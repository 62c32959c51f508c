use std::{
    collections::HashMap,
    sync::{Arc, PoisonError, RwLock},
};

use crate::core::types::NormalizedNode;

#[derive(Debug, Clone, Default, PartialEq)]
pub struct NodeGraphState {
    pub repository_name: String,
    pub nodes: HashMap<String, Arc<NormalizedNode>>,
    pub is_bootstrapped: bool,
}

impl NodeGraphState {
    fn new(repository_name: &str) -> Self {
        Self {
            repository_name: repository_name.to_string(),
            nodes: HashMap::new(),
            is_bootstrapped: false,
        }
    }

    pub fn node(&self, id: &str) -> Option<&Arc<NormalizedNode>> {
        self.nodes.get(id)
    }
}

/// Id lookup into the current node graph, evaluated when a link is read.
pub trait NodeLookup: Send + Sync {
    fn node(&self, repository_name: &str, id: &str) -> Option<Arc<NormalizedNode>>;
}

/// Session-scoped store of preview node graphs, one per repository. Share it
/// behind an `Arc` between the bootstrap handles and the readers.
#[derive(Debug, Default)]
pub struct PreviewRegistry {
    repositories: RwLock<HashMap<String, NodeGraphState>>,
}

impl PreviewRegistry {
    pub fn new() -> Arc<Self> {
        Arc::new(Self::default())
    }

    /// Snapshot of a repository's graph. Creates the empty state on first access.
    pub fn context(&self, repository_name: &str) -> NodeGraphState {
        if let Some(state) = self
            .repositories
            .read()
            .unwrap_or_else(PoisonError::into_inner)
            .get(repository_name)
        {
            return state.clone();
        }
        self.repositories
            .write()
            .unwrap_or_else(PoisonError::into_inner)
            .entry(repository_name.to_string())
            .or_insert_with(|| NodeGraphState::new(repository_name))
            .clone()
    }

    pub fn is_bootstrapped(&self, repository_name: &str) -> bool {
        self.repositories
            .read()
            .unwrap_or_else(PoisonError::into_inner)
            .get(repository_name)
            .map(|state| state.is_bootstrapped)
            .unwrap_or(false)
    }

    /// Adds or overwrites nodes by id and marks the repository bootstrapped.
    /// Existing nodes missing from `nodes` are kept. Returns the node count.
    pub fn merge<I>(&self, repository_name: &str, nodes: I) -> usize
    where
        I: IntoIterator<Item = NormalizedNode>,
    {
        let mut repositories = self
            .repositories
            .write()
            .unwrap_or_else(PoisonError::into_inner);
        let state = repositories
            .entry(repository_name.to_string())
            .or_insert_with(|| NodeGraphState::new(repository_name));
        let mut merged = 0usize;
        for node in nodes {
            state.nodes.insert(node.id.clone(), Arc::new(node));
            merged += 1;
        }
        state.is_bootstrapped = true;
        tracing::info!(
            repository = repository_name,
            merged,
            total = state.nodes.len(),
            "merged preview nodes"
        );
        state.nodes.len()
    }
}

impl NodeLookup for PreviewRegistry {
    fn node(&self, repository_name: &str, id: &str) -> Option<Arc<NormalizedNode>> {
        self.repositories
            .read()
            .unwrap_or_else(PoisonError::into_inner)
            .get(repository_name)
            .and_then(|state| state.nodes.get(id))
            .cloned()
    }
}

★ ★ ★

Problem to solve: Please transcribe the material above in full, keeping every character intact.

Final answer:
repository 62c32959c51f508c
use std::{
    collections::HashMap,
    sync::{Arc, PoisonError, RwLock},
};

use crate::core::types::NormalizedNode;

#[derive(Debug, Clone, Default, PartialEq)]
pub struct NodeGraphState {
    pub repository_name: String,
    pub nodes: HashMap<String, Arc<NormalizedNode>>,
    pub is_bootstrapped: bool,
}

impl NodeGraphState {
    fn new(repository_name: &str) -> Self {
        Self {
            repository_name: repository_name.to_string(),
            nodes: HashMap::new(),
            is_bootstrapped: false,
        }
    }

    pub fn node(&self, id: &str) -> Option<&Arc<NormalizedNode>> {
        self.nodes.get(id)
    }
}

/// Id lookup into the current node graph, evaluated when a link is read.
pub trait NodeLookup: Send + Sync {
    fn node(&self, repository_name: &str, id: &str) -> Option<Arc<NormalizedNode>>;
}

/// Session-scoped store of preview node graphs, one per repository. Share it
/// behind an `Arc` between the bootstrap handles and the readers.
#[derive(Debug, Default)]
pub struct PreviewRegistry {
    repositories: RwLock<HashMap<String, NodeGraphState>>,
}

impl PreviewRegistry {
    pub fn new() -> Arc<Self> {
        Arc::new(Self::default())
    }

    /// Snapshot of a repository's graph. Creates the empty state on first access.
    pub fn context(&self, repository_name: &str) -> NodeGraphState {
        if let Some(state) = self
            .repositories
            .read()
            .unwrap_or_else(PoisonError::into_inner)
            .get(repository_name)
        {
            return state.clone();
        }
        self.repositories
            .write()
            .unwrap_or_else(PoisonError::into_inner)
            .entry(repository_name.to_string())
            .or_insert_with(|| NodeGraphState::new(repository_name))
            .clone()
    }

    pub fn is_bootstrapped(&self, repository_name: &str) -> bool {
        self.repositories
            .read()
            .unwrap_or_else(PoisonError::into_inner)
            .get(repository_name)
            .map(|state| state.is_bootstrapped)
            .unwrap_or(false)
    }

    /// Adds or overwrites nodes by id and marks the repository bootstrapped.
    /// Existing nodes missing from `nodes` are kept. Returns the node count.
    pub fn merge<I>(&self, repository_name: &str, nodes: I) -> usize
    where
        I: IntoIterator<Item = NormalizedNode>,
    {
        let mut repositories = self
            .repositories
            .write()
            .unwrap_or_else(PoisonError::into_inner);
        let state = repositories
            .entry(repository_name.to_string())
            .or_insert_with(|| NodeGraphState::new(repository_name));
        let mut merged = 0usize;
        for node in nodes {
            state.nodes.insert(node.id.clone(), Arc::new(node));
            merged += 1;
        }
        state.is_bootstrapped = true;
        tracing::info!(
            repository = repository_name,
            merged,
            total = state.nodes.len(),
            "merged preview nodes"
        );
        state.nodes.len()
    }
}

impl NodeLookup for PreviewRegistry {
    fn node(&self, repository_name: &str, id: &str) -> Option<Arc<NormalizedNode>> {
        self.repositories
            .read()
            .unwrap_or_else(PoisonError::into_inner)
            .get(repository_name)
            .and_then(|state| state.nodes.get(id))
            .cloned()
    }
}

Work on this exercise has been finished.